Video
The Bushell Chair of Neurology at the University of Sydney shared his insight into the latest data on CNM-Au8 as a potential treatment for amyotrophic lateral sclerosis and the frameshift in treatment that it represents. [WATCH TIME: 3 minutes]
WATCH TIME: 3 minutes
“Importantly, though, linked to improved survival [was that] patients reported improved quality of life, and that was quite dramatic. There are less events per patient, less complications, more survival, and less deaths on the active compound, nanocrystalline gold. Really, this is quite a dramatic finding in ALS patients.”

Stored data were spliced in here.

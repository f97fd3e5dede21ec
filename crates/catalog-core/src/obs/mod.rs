//! Observability: process-local pagination telemetry.
//!
//! Counters never influence pagination output; they exist for dashboards and
//! for tests that assert activity. This module does not reach into windowing
//! internals.

pub mod metrics;

pub use metrics::{EventReport, report, reset};
//! Time-bounded interpolation of a single value

use crate::easing::Easing;
use crate::error::{check_timestep, Result};
use glam::Vec3;

/// Values that can be blended componentwise
pub trait Lerp: Copy {
    fn lerp(self, to: Self, t: f32) -> Self;
}

impl Lerp for f32 {
    #[inline]
    fn lerp(self, to: Self, t: f32) -> Self {
        self + (to - self) * t
    }
}

impl Lerp for Vec3 {
    #[inline]
    fn lerp(self, to: Self, t: f32) -> Self {
        Vec3::lerp(self, to, t)
    }
}

/// Moves a value from `start` to `end` over `duration` seconds
///
/// `elapsed` never exceeds `duration`. Progress is the eased fraction of
/// elapsed time and the value is a linear blend at that progress, so
/// overshooting easings overshoot the value too. A finished interpolator
/// always holds exactly `end`.
#[derive(Clone, Debug)]
pub struct Interpolator<V> {
    start: V,
    end: V,
    duration: f32,
    easing: Easing,
    elapsed: f32,
    /// Toggled by every `reverse`; lets callers recover the configured end
    reversed: bool,
}

impl<V: Lerp> Interpolator<V> {
    pub fn new(start: V, end: V, duration: f32, easing: Easing) -> Self {
        Self {
            start,
            end,
            duration: if duration.is_finite() { duration.max(0.0) } else { 0.0 },
            easing,
            elapsed: 0.0,
            reversed: false,
        }
    }

    /// Advance by `dt` seconds, returning the new value and whether the end was reached
    pub fn advance(&mut self, dt: f32) -> Result<(V, bool)> {
        check_timestep(dt)?;
        self.elapsed = (self.elapsed + dt).min(self.duration);
        Ok((self.value(), self.is_finished()))
    }

    /// Eased progress (0.0 to 1.0 for non-overshooting easings)
    pub fn progress(&self) -> f32 {
        if self.duration <= 0.0 {
            return 1.0;
        }
        self.easing.apply(self.elapsed / self.duration)
    }

    /// Get the current interpolated value
    ///
    /// Full progress yields exactly `end`, with no rounding from the blend.
    pub fn value(&self) -> V {
        if self.is_finished() {
            return self.end;
        }
        self.start.lerp(self.end, self.progress())
    }

    pub fn is_finished(&self) -> bool {
        self.elapsed >= self.duration
    }

    /// Rewind to the start without touching the endpoints
    pub fn reset(&mut self) {
        self.elapsed = 0.0;
    }

    /// Swap the endpoints and rewind (one yoyo leg)
    pub fn reverse(&mut self) {
        std::mem::swap(&mut self.start, &mut self.end);
        self.reversed = !self.reversed;
        self.elapsed = 0.0;
    }

    /// Undo any yoyo reversal and rewind
    pub fn rewind(&mut self) {
        if self.reversed {
            std::mem::swap(&mut self.start, &mut self.end);
            self.reversed = false;
        }
        self.elapsed = 0.0;
    }

    /// Jump to the end of the current leg
    pub fn finish(&mut self) {
        self.elapsed = self.duration;
    }

    /// Replace both endpoints, e.g. once the start value is read from a target
    pub fn set_endpoints(&mut self, start: V, end: V) {
        if self.reversed {
            self.start = end;
            self.end = start;
        } else {
            self.start = start;
            self.end = end;
        }
    }

    pub fn start(&self) -> V {
        self.start
    }

    pub fn end(&self) -> V {
        self.end
    }

    /// The end value as configured, regardless of yoyo reversal
    pub fn configured_end(&self) -> V {
        if self.reversed {
            self.start
        } else {
            self.end
        }
    }

    pub fn duration(&self) -> f32 {
        self.duration
    }

    pub fn elapsed(&self) -> f32 {
        self.elapsed
    }

    pub fn easing(&self) -> Easing {
        self.easing
    }

    pub fn is_reversed(&self) -> bool {
        self.reversed
    }
}
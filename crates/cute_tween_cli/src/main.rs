//! CuteTween CLI
//!
//! Lists the preset catalog and plays presets headlessly against a
//! simulated transform, logging property values as time advances.
//!
//! ```text
//! cutetween list
//! cutetween play bounce --seconds 2
//! cutetween play button_pop --config animations.toml
//! cutetween catalog animations.toml
//! ```

mod config;
mod player;

use anyhow::{Context, Result};
use clap::{Parser, Subcommand};
use config::{CatalogConfig, PlayerConfig};
use cute_tween_presets::PresetRegistry;
use std::path::PathBuf;
use tracing::info;
use tracing_subscriber::EnvFilter;

/// Preview CuteTween presets from the command line
#[derive(Parser, Debug)]
#[command(name = "cutetween")]
#[command(about = "Play CuteTween animation presets headlessly")]
#[command(version)]
struct Cli {
    #[command(subcommand)]
    command: Commands,

    /// Enable debug logging
    #[arg(short, long, global = true)]
    verbose: bool,
}

#[derive(Subcommand, Debug)]
enum Commands {
    /// List built-in presets
    List,

    /// Play one preset (or a named catalog entry) until it finishes
    Play {
        /// Preset name (e.g. "paper_drop") or animation name from --config
        preset: String,

        /// Stop after this many seconds
        #[arg(long)]
        seconds: Option<f32>,

        /// Simulated frames per second
        #[arg(long)]
        fps: Option<u32>,

        /// Seed for randomized presets
        #[arg(long)]
        seed: Option<u64>,

        /// Catalog file with [player] settings and [[animations]]
        #[arg(short, long)]
        config: Option<PathBuf>,

        /// Simulate a target without an opacity channel
        #[arg(long)]
        no_opacity: bool,

        /// Override the preset duration
        #[arg(short, long)]
        duration: Option<f32>,
    },

    /// Play every animation in a catalog file
    Catalog {
        /// Catalog file
        file: PathBuf,
    },

    /// Write a catalog with every built-in preset at its defaults
    Init {
        /// Output file (prints to stdout when omitted)
        output: Option<PathBuf>,
    },
}

fn main() -> Result<()> {
    let cli = Cli::parse();

    let default_level = if cli.verbose { "debug" } else { "info" };
    tracing_subscriber::fmt()
        .with_env_filter(
            EnvFilter::try_from_default_env().unwrap_or_else(|_| EnvFilter::new(default_level)),
        )
        .init();

    match cli.command {
        Commands::List => cmd_list(),
        Commands::Play {
            preset,
            seconds,
            fps,
            seed,
            config,
            no_opacity,
            duration,
        } => {
            let catalog = match config {
                Some(path) => CatalogConfig::load(&path)?,
                None => CatalogConfig::default(),
            };

            let mut settings = catalog.player.clone();
            if let Some(seconds) = seconds {
                settings.seconds = seconds;
            }
            if let Some(fps) = fps {
                anyhow::ensure!(fps > 0, "--fps must be at least 1");
                settings.fps = fps;
            }
            if seed.is_some() {
                settings.seed = seed;
            }

            cmd_play(&catalog, &settings, &preset, !no_opacity, duration)
        }
        Commands::Catalog { file } => cmd_catalog(&CatalogConfig::load(&file)?),
        Commands::Init { output } => cmd_init(output),
    }
}

fn cmd_list() -> Result<()> {
    let registry = PresetRegistry::builtin();
    for id in registry.list_ids() {
        let preset = registry.create(id)?;
        println!(
            "{:<16} {:>5.2}s  {}",
            id.as_str(),
            preset.duration(),
            id.description()
        );
    }
    Ok(())
}

fn cmd_play(
    catalog: &CatalogConfig,
    settings: &PlayerConfig,
    name: &str,
    opacity: bool,
    duration: Option<f32>,
) -> Result<()> {
    let (mut preset, opacity) = match catalog.animation(name) {
        Some(entry) => (entry.preset.clone(), entry.opacity && opacity),
        None => (PresetRegistry::builtin().create_named(name)?, opacity),
    };
    if let Some(duration) = duration {
        anyhow::ensure!(duration >= 0.0, "--duration must not be negative");
        preset.set_duration(duration);
    }

    let report = player::play(name, &mut preset, settings, opacity)?;
    print_report(&report);
    Ok(())
}

fn cmd_catalog(catalog: &CatalogConfig) -> Result<()> {
    info!(animations = catalog.animations.len(), "playing catalog");
    for entry in &catalog.animations {
        let mut preset = entry.preset.clone();
        let report = player::play(&entry.name, &mut preset, &catalog.player, entry.opacity)?;
        print_report(&report);
    }
    Ok(())
}

fn cmd_init(output: Option<PathBuf>) -> Result<()> {
    let content = CatalogConfig::builtin()?.to_toml()?;
    match output {
        Some(path) => {
            if path.exists() {
                anyhow::bail!("{} already exists", path.display());
            }
            std::fs::write(&path, content)
                .with_context(|| format!("Failed to write {}", path.display()))?;
            info!(path = %path.display(), "wrote catalog");
        }
        None => print!("{content}"),
    }
    Ok(())
}

fn print_report(report: &player::Report) {
    let t = report.transform;
    println!(
        "{}: {} frames ({:.3}s), {}",
        report.name,
        report.frames,
        report.seconds,
        if report.completed {
            "completed"
        } else {
            "still running"
        }
    );
    println!("  position {}", t.position);
    println!("  rotation {}", t.rotation);
    println!("  scale    {}", t.scale);
    match t.opacity {
        Some(opacity) => println!("  opacity  {opacity:.3}"),
        None => println!("  opacity  -"),
    }
}
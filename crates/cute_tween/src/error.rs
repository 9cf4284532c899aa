//! Tween error types

use thiserror::Error;

/// Errors raised while building or advancing tweens
#[derive(Error, Debug, Clone, Copy, PartialEq)]
pub enum TweenError {
    /// A negative or NaN time step was passed to `advance`/`tick`
    #[error("invalid timestep: {0} (must be non-negative)")]
    InvalidTimestep(f32),

    /// The target does not expose a property channel the tween writes to
    #[error("target has no {channel} channel")]
    MissingCapability { channel: &'static str },
}

/// Result type for tween operations
pub type Result<T> = std::result::Result<T, TweenError>;

/// Reject time steps that would move a tween backwards or poison it with NaN
#[inline]
pub(crate) fn check_timestep(dt: f32) -> Result<()> {
    if dt.is_nan() || dt < 0.0 {
        return Err(TweenError::InvalidTimestep(dt));
    }
    Ok(())
}
//! Preset error types

use cute_tween::TweenError;
use thiserror::Error;

/// Errors raised by the preset layer
#[derive(Error, Debug, Clone, PartialEq)]
pub enum PresetError {
    /// No preset is registered under this identifier
    #[error("unknown preset: {0}")]
    UnknownPreset(String),

    #[error(transparent)]
    Tween(#[from] TweenError),
}

/// Result type for preset operations
pub type Result<T> = std::result::Result<T, PresetError>;
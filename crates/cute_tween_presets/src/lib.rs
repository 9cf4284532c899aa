//! CuteTween Presets
//!
//! Eighteen ready-made UI micro-animations built on the `cute_tween` core,
//! and a registry for creating them by name.
//!
//! ```
//! use cute_tween::{TargetRef, Transform, TweenScheduler};
//! use cute_tween_presets::{PresetId, PresetRegistry};
//!
//! let registry = PresetRegistry::builtin();
//! let scheduler = TweenScheduler::new();
//! let target: TargetRef = Transform::new().shared();
//!
//! let mut bounce = registry.create(PresetId::Bounce).unwrap();
//! bounce.play(&scheduler, &target, None).unwrap();
//! while scheduler.has_active_animations() {
//!     scheduler.tick_all(1.0 / 60.0).unwrap();
//! }
//! ```

pub mod error;
pub mod id;
pub mod presets;
pub mod registry;

pub use error::{PresetError, Result};
pub use id::PresetId;
pub use presets::{
    Appear, Bounce, BouncyEntrance, CardHover, ElasticStretch, FloatingHover, Jump, PageFlip,
    PaperDrop, Preset, Press, Pulse, Shake, Slide, Spin, SquishyPop, Swing, Tilt, WigglyDance,
};
pub use registry::{PresetFactory, PresetRegistry};
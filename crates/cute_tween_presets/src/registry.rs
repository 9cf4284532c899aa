//! Preset registry
//!
//! Maps preset identifiers to factories. Every `create` call runs the
//! factory again, so instances never share configuration.

use crate::error::{PresetError, Result};
use crate::id::PresetId;
use crate::presets::Preset;
use rustc_hash::FxHashMap;
use tracing::debug;

/// Builds a fresh preset
pub type PresetFactory = Box<dyn Fn() -> Preset>;

#[derive(Default)]
pub struct PresetRegistry {
    factories: FxHashMap<PresetId, PresetFactory>,
}

impl std::fmt::Debug for PresetRegistry {
    fn fmt(&self, f: &mut std::fmt::Formatter<'_>) -> std::fmt::Result {
        f.debug_struct("PresetRegistry")
            .field("ids", &self.list_ids())
            .finish()
    }
}

impl PresetRegistry {
    /// An empty registry
    pub fn new() -> Self {
        Self::default()
    }

    /// A registry with every built-in preset at its default configuration
    pub fn builtin() -> Self {
        let mut registry = Self::new();
        for id in PresetId::ALL {
            registry.register(id, move || Preset::default_for(id));
        }
        registry
    }

    /// Register or replace the factory for `id`, returning the previous one
    pub fn register<F>(&mut self, id: PresetId, factory: F) -> Option<PresetFactory>
    where
        F: Fn() -> Preset + 'static,
    {
        debug!(preset = %id, "registered preset factory");
        self.factories.insert(id, Box::new(factory))
    }

    /// Build a new preset instance
    pub fn create(&self, id: PresetId) -> Result<Preset> {
        self.factories
            .get(&id)
            .map(|factory| factory())
            .ok_or_else(|| PresetError::UnknownPreset(id.to_string()))
    }

    /// Build a new preset instance from a name such as `"paper_drop"` or `"PaperDrop"`
    pub fn create_named(&self, name: &str) -> Result<Preset> {
        self.create(name.parse()?)
    }

    /// Registered identifiers in catalog order
    pub fn list_ids(&self) -> Vec<PresetId> {
        let mut ids: Vec<PresetId> = self.factories.keys().copied().collect();
        ids.sort();
        ids
    }

    pub fn contains(&self, id: PresetId) -> bool {
        self.factories.contains_key(&id)
    }

    pub fn len(&self) -> usize {
        self.factories.len()
    }

    pub fn is_empty(&self) -> bool {
        self.factories.is_empty()
    }
}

At the 2022 American Academy of Neurology (AAN) Annual Meeting, April 2-7, in Seattle, Washington, data from the open-label extension of the phase 2 RESCUE-ALS trial (NCT04098406) of Clene Nanomedicine’s investigational agent, CNM-Au8, are being presented by Matthew Kiernan, MBBS, PhD, DSc, FRACP, FAHMS. Announced on April 1, the data demonstrate a 70% survival benefit among patients with amyotrophic lateral sclerosis (ALS) who entered the open-label extension (n = 36; 90% of eligible patients).1
This updated interim analysis of observed survival compared to estimated median survival derived from the validated European Network for the Cure of ALS, or ENCALS, prediction model significantly favored CNM-Au8 treatment with an HR of 0.3 (P = .006, log-rank test) for those who entered the open-label extension. Kiernan, an investigator in the trial, sat down with NeurologyLive® to discuss the newly announced interim results being presented at the AAN meeting.1,2
Kiernan is the Bushell Chair of Neurology and professor of medicine at the Central Clinical School, as well as the codirector of Discovery and Translation at the Brain and Mind Centre of the University of Sydney and a neurologist in the Institute of Clinical Neurosciences at Royal Prince Alfred Hospital. He shared his perspective on the data and offered up some of his experience with CNM-Au8 in its development for ALS, noting that these results potentially mark the opening of a new era of medicine in ALS.